The surge in fighting comes as President-elect Donald Trump is promising to end the war but has yet to say how. Russian President Vladimir Putin has said he is ready for peace talks but only if his earlier demands for Ukraine to submit to Russia’s control are met. His army is gaining momentum across the front line thanks to its greater size and quantity of weapons.
Ukraine is holding on grimly at the front—and launching strikes deep into Russia. Ukrainians are worried that the incoming Trump administration’s desire to end the war could leave their country with the short end of any peace deal, but Ukrainian President Volodymyr Zelensky hopes Trump would leverage U.S. power to help its troubled ally.
“It’s only logical the two sides are trying to make whatever gains they can at the moment if there is a chance for any potential peace talks in the offing,” said Ruslan Pukhov, head of a Moscow-based defense think tank, the Center for Analysis of Strategies and Technologies.
“While Russia is trying to make gains on the ground, Ukraine’s best chance of response is through drone attacks.” In the early hours of Sunday, both sides launched record numbers of aerial drones against each other.
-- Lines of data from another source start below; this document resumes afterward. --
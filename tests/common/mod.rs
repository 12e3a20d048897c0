//! Common test utilities for E2E tests

#![allow(dead_code)]

use chirp::{AppState, config};
use serde_json::Value;
use tempfile::TempDir;
use tokio::net::TcpListener;

/// Test server instance
pub struct TestServer {
    pub addr: String,
    pub state: AppState,
    pub _temp_dir: TempDir,
    pub client: reqwest::Client,
}

/// A logged-in test user
pub struct TestUser {
    pub id: i64,
    pub username: String,
    pub token: String,
}

impl TestServer {
    /// Create a new test server instance
    pub async fn new() -> Self {
        // Create temporary directory for test database
        let temp_dir = TempDir::new().unwrap();
        let db_path = temp_dir.path().join("test.db");

        // Create test configuration
        let config = config::AppConfig {
            server: config::ServerConfig {
                host: "127.0.0.1".to_string(),
                port: 0, // Let OS assign port
                domain: "localhost".to_string(),
                protocol: "http".to_string(),
                request_timeout_seconds: 30,
                max_body_bytes: 1024 * 1024,
            },
            database: config::DatabaseConfig::at(db_path),
            storage: config::StorageConfig {
                media: config::MediaStorageConfig {
                    bucket: "test-media".to_string(),
                    public_url: "https://media.test.example.com".to_string(),
                },
            },
            cloudflare: config::CloudflareConfig {
                account_id: "test-account".to_string(),
                r2_access_key_id: "test-key".to_string(),
                r2_secret_access_key: "test-secret".to_string(),
            },
            auth: config::AuthConfig {
                session_secret: "test-secret-key-32-bytes-long!!!".to_string(),
                session_max_age: 604800,
            },
            logging: config::LoggingConfig {
                level: "info".to_string(),
                format: "pretty".to_string(),
            },
        };

        // Initialize app state
        let state = AppState::new(config).await.unwrap();

        // Create HTTP client
        let client = reqwest::Client::builder()
            .timeout(std::time::Duration::from_secs(10))
            .build()
            .unwrap();

        // Bind to random port
        let listener = TcpListener::bind("127.0.0.1:0").await.unwrap();
        let addr = listener.local_addr().unwrap();
        let addr_str = format!("http://{}", addr);

        let app = chirp::build_router(state.clone());

        // Spawn server in background
        tokio::spawn(async move {
            axum::serve(listener, app).await.unwrap();
        });

        // Wait a bit for server to start
        tokio::time::sleep(tokio::time::Duration::from_millis(100)).await;

        Self {
            addr: addr_str,
            state,
            _temp_dir: temp_dir,
            client,
        }
    }

    /// Get base URL for API requests
    pub fn url(&self, path: &str) -> String {
        format!("{}{}", self.addr, path)
    }

    /// POST /login and return the raw response
    pub async fn login_response(&self, username: &str, password: &str) -> reqwest::Response {
        self.client
            .post(self.url("/login"))
            .form(&[("username", username), ("password", password)])
            .send()
            .await
            .unwrap()
    }

    /// Log in (registering on first use) and keep the bearer token
    pub async fn login(&self, username: &str) -> TestUser {
        let response = self.login_response(username, "password").await;
        assert_eq!(response.status(), 200, "login as {username} failed");

        let body: Value = response.json().await.unwrap();
        TestUser {
            id: body["user_id"].as_i64().unwrap(),
            username: body["username"].as_str().unwrap().to_string(),
            token: body["token"].as_str().unwrap().to_string(),
        }
    }

    /// Authenticated GET, returning status and JSON body
    pub async fn get_json(&self, user: &TestUser, path: &str) -> (u16, Value) {
        let response = self
            .client
            .get(self.url(path))
            .bearer_auth(&user.token)
            .send()
            .await
            .unwrap();
        let status = response.status().as_u16();
        let body = response.json().await.unwrap_or(Value::Null);
        (status, body)
    }

    /// Authenticated form POST, returning status and JSON body
    pub async fn post_form(&self, user: &TestUser, path: &str, form: &[(&str, &str)]) -> (u16, Value) {
        let response = self
            .client
            .post(self.url(path))
            .bearer_auth(&user.token)
            .form(form)
            .send()
            .await
            .unwrap();
        let status = response.status().as_u16();
        let body = response.json().await.unwrap_or(Value::Null);
        (status, body)
    }

    /// Post a text tweet through the multipart endpoint
    pub async fn tweet(&self, user: &TestUser, text: &str, parent: Option<i64>) -> i64 {
        let mut form = reqwest::multipart::Form::new().text("tweet", text.to_string());
        if let Some(parent) = parent {
            form = form.text("parent", parent.to_string());
        }

        let response = self
            .client
            .post(self.url("/tweet"))
            .bearer_auth(&user.token)
            .multipart(form)
            .send()
            .await
            .unwrap();
        assert_eq!(response.status(), 200, "tweet by {} failed", user.username);

        let body: Value = response.json().await.unwrap();
        body["tweet_id"].as_i64().unwrap()
    }
}
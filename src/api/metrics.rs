//! Operational endpoints
//!
//! `/metrics` in Prometheus text format and `/health` for load balancers.

use axum::{
    Json, Router,
    extract::State,
    http::StatusCode,
    response::{IntoResponse, Response},
    routing::get,
};
use prometheus::{Encoder, TextEncoder};

use crate::AppState;
use crate::metrics::REGISTRY;

/// Returns all registered metrics in Prometheus text format.
async fn metrics_handler() -> Response {
    let encoder = TextEncoder::new();
    let metric_families = REGISTRY.gather();

    match encoder.encode_to_string(&metric_families) {
        Ok(metrics_text) => (
            StatusCode::OK,
            [(axum::http::header::CONTENT_TYPE, encoder.format_type())],
            metrics_text,
        )
            .into_response(),
        Err(e) => {
            tracing::error!(error = %e, "Failed to encode metrics");
            (StatusCode::INTERNAL_SERVER_ERROR, "Failed to encode metrics").into_response()
        }
    }
}

/// 200 when the database answers, 503 otherwise.
async fn health_handler(State(state): State<AppState>) -> Response {
    match state.db.ping().await {
        Ok(()) => Json(serde_json::json!({ "status": "ok" })).into_response(),
        Err(e) => {
            tracing::error!(error = %e, "Health check failed");
            (
                StatusCode::SERVICE_UNAVAILABLE,
                Json(serde_json::json!({ "status": "unavailable" })),
            )
                .into_response()
        }
    }
}

/// Create the operational router
///
/// Both routes are public.
pub fn ops_router() -> Router<AppState> {
    Router::new()
        .route("/metrics", get(metrics_handler))
        .route("/health", get(health_handler))
}
//! Chirp binary entry point

use chirp::{AppState, config};
use tracing_subscriber::{layer::SubscriberExt, util::SubscriberInitExt};

/// Application entry point
///
/// # Setup
/// 1. Load configuration from file and environment
/// 2. Initialize tracing/logging
/// 3. Initialize metrics
/// 4. Initialize AppState
/// 5. Build Axum router and start HTTP server
#[tokio::main]
async fn main() -> Result<(), Box<dyn std::error::Error>> {
    // 1. Load configuration
    let config = config::AppConfig::load()?;

    // 2. Initialize tracing/logging
    let default_filter = format!("chirp={},tower_http=debug", config.logging.level);
    let env_filter = tracing_subscriber::EnvFilter::try_from_default_env()
        .unwrap_or_else(|_| default_filter.into());

    if config.logging.format == "json" {
        tracing_subscriber::registry()
            .with(env_filter)
            .with(tracing_subscriber::fmt::layer().json())
            .init();
    } else {
        tracing_subscriber::registry()
            .with(env_filter)
            .with(tracing_subscriber::fmt::layer().pretty())
            .init();
    }

    tracing::info!("Starting Chirp...");
    tracing::info!(
        domain = %config.server.domain,
        protocol = %config.server.protocol,
        "Configuration loaded"
    );

    // 3. Initialize metrics
    chirp::metrics::init_metrics();

    // 4. Initialize application state
    let state = AppState::new(config.clone()).await?;

    // 5. Build Axum router
    let app = chirp::build_router(state);

    let addr = format!("{}:{}", config.server.host, config.server.port);
    let listener = tokio::net::TcpListener::bind(&addr).await?;

    tracing::info!("Server listening on {}", addr);
    tracing::info!("Public URL: {}", config.server.base_url());

    axum::serve(listener, app).await?;

    Ok(())
}
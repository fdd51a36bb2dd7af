use fdl_types::{BlockHash, FileHash};
use sha2::{Digest, Sha256};

/// SHA-256 hasher for ledger blocks.
///
/// A block hash covers the concatenation, without separators, of:
///
/// ```text
/// decimal(index) ∥ prevHash ∥ timestamp(RFC 3339, ms, Z) ∥ json(payload)
/// ```
///
/// No domain tag is prepended, so hashes stay reproducible by any tool that
/// knows the field layout.
pub struct BlockHasher;

impl BlockHasher {
    /// Hash the already-rendered block fields.
    pub fn hash_fields(
        index: u64,
        prev_hash: &BlockHash,
        timestamp: &str,
        payload_json: &str,
    ) -> BlockHash {
        let mut hasher = Sha256::new();
        hasher.update(index.to_string().as_bytes());
        hasher.update(prev_hash.as_str().as_bytes());
        hasher.update(timestamp.as_bytes());
        hasher.update(payload_json.as_bytes());
        BlockHash::from_digest(hasher.finalize().into())
    }

    /// Fingerprint raw file content the way the upload flow does.
    pub fn file_hash(data: &[u8]) -> FileHash {
        FileHash::new(Self::sha256_hex(data))
    }

    /// Plain lowercase hex SHA-256.
    pub fn sha256_hex(data: &[u8]) -> String {
        hex::encode(Sha256::digest(data))
    }
}

#[cfg(test)]
mod tests {
    use super::*;

    #[test]
    fn sha256_matches_known_vector() {
        assert_eq!(
            BlockHasher::sha256_hex(b"abc"),
            "ba7816bf8f01cfea414140de5dae2223b00361a396177a9cb410ff61f20015ad"
        );
    }

    #[test]
    fn fields_are_concatenated_without_separators() {
        let prev = BlockHash::genesis_parent();
        let hash = BlockHasher::hash_fields(0, &prev, "T", "{}");
        assert_eq!(hash.as_str(), BlockHasher::sha256_hex(b"00T{}"));
    }

    #[test]
    fn hash_is_deterministic() {
        let prev = BlockHash::genesis_parent();
        let a = BlockHasher::hash_fields(1, &prev, "2025-01-01T00:00:00.000Z", "{\"a\":1}");
        let b = BlockHasher::hash_fields(1, &prev, "2025-01-01T00:00:00.000Z", "{\"a\":1}");
        assert_eq!(a, b);
    }

    #[test]
    fn every_field_changes_the_hash() {
        let prev = BlockHash::genesis_parent();
        let other_prev = BlockHash::from_digest([1; 32]);
        let base = BlockHasher::hash_fields(1, &prev, "t", "p");
        assert_ne!(base, BlockHasher::hash_fields(2, &prev, "t", "p"));
        assert_ne!(base, BlockHasher::hash_fields(1, &other_prev, "t", "p"));
        assert_ne!(base, BlockHasher::hash_fields(1, &prev, "u", "p"));
        assert_ne!(base, BlockHasher::hash_fields(1, &prev, "t", "q"));
    }

    #[test]
    fn file_hash_is_sha256_of_content() {
        let fingerprint = BlockHasher::file_hash(b"abc");
        assert!(fingerprint.matches(
            "BA7816BF8F01CFEA414140DE5DAE2223B00361A396177A9CB410FF61F20015AD"
        ));
    }
}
Russia said it shot down 84 Ukrainian craft deep in Russian territory, nearly half of them in the Moscow region. Three airports around the capital temporarily rerouted flights because of the wave of drones.
Zelensky, meanwhile, said Russia launched 145 Iranian attack drones across Ukraine. He said Russia had used more than 800 guided aerial bombs, 600 drones and 20 missiles against Ukraine last week.
On the front lines, particularly in Ukraine’s east, Russia is advancing slowly but steadily. Russian troops seized almost 200 square miles of Ukrainian territory last month, according to a Ukrainian war-monitoring group, DeepState, which said it was the largest monthly gain this year.
Meanwhile, some 10,000 North Korean soldiers have been deployed to Russia’s Kursk region to bolster Russian efforts to dislodge the Ukrainian troops who have occupied the territory since an August incursion across the border.
Ukrainian officials said last week that they had struck North Korean forces there for the first time, but that they weren’t yet involved in front-line fighting.
The U.S. is still assessing how integrated North Korean forces are into the Russian military, a U.S. official said, including what kind of weapons the North Korean soldiers have been provided and how closely they are working alongside their Russian counterparts.
The U.S. is also still determining the source of these soldiers from within the North Korean military and how much training they have received, the official said.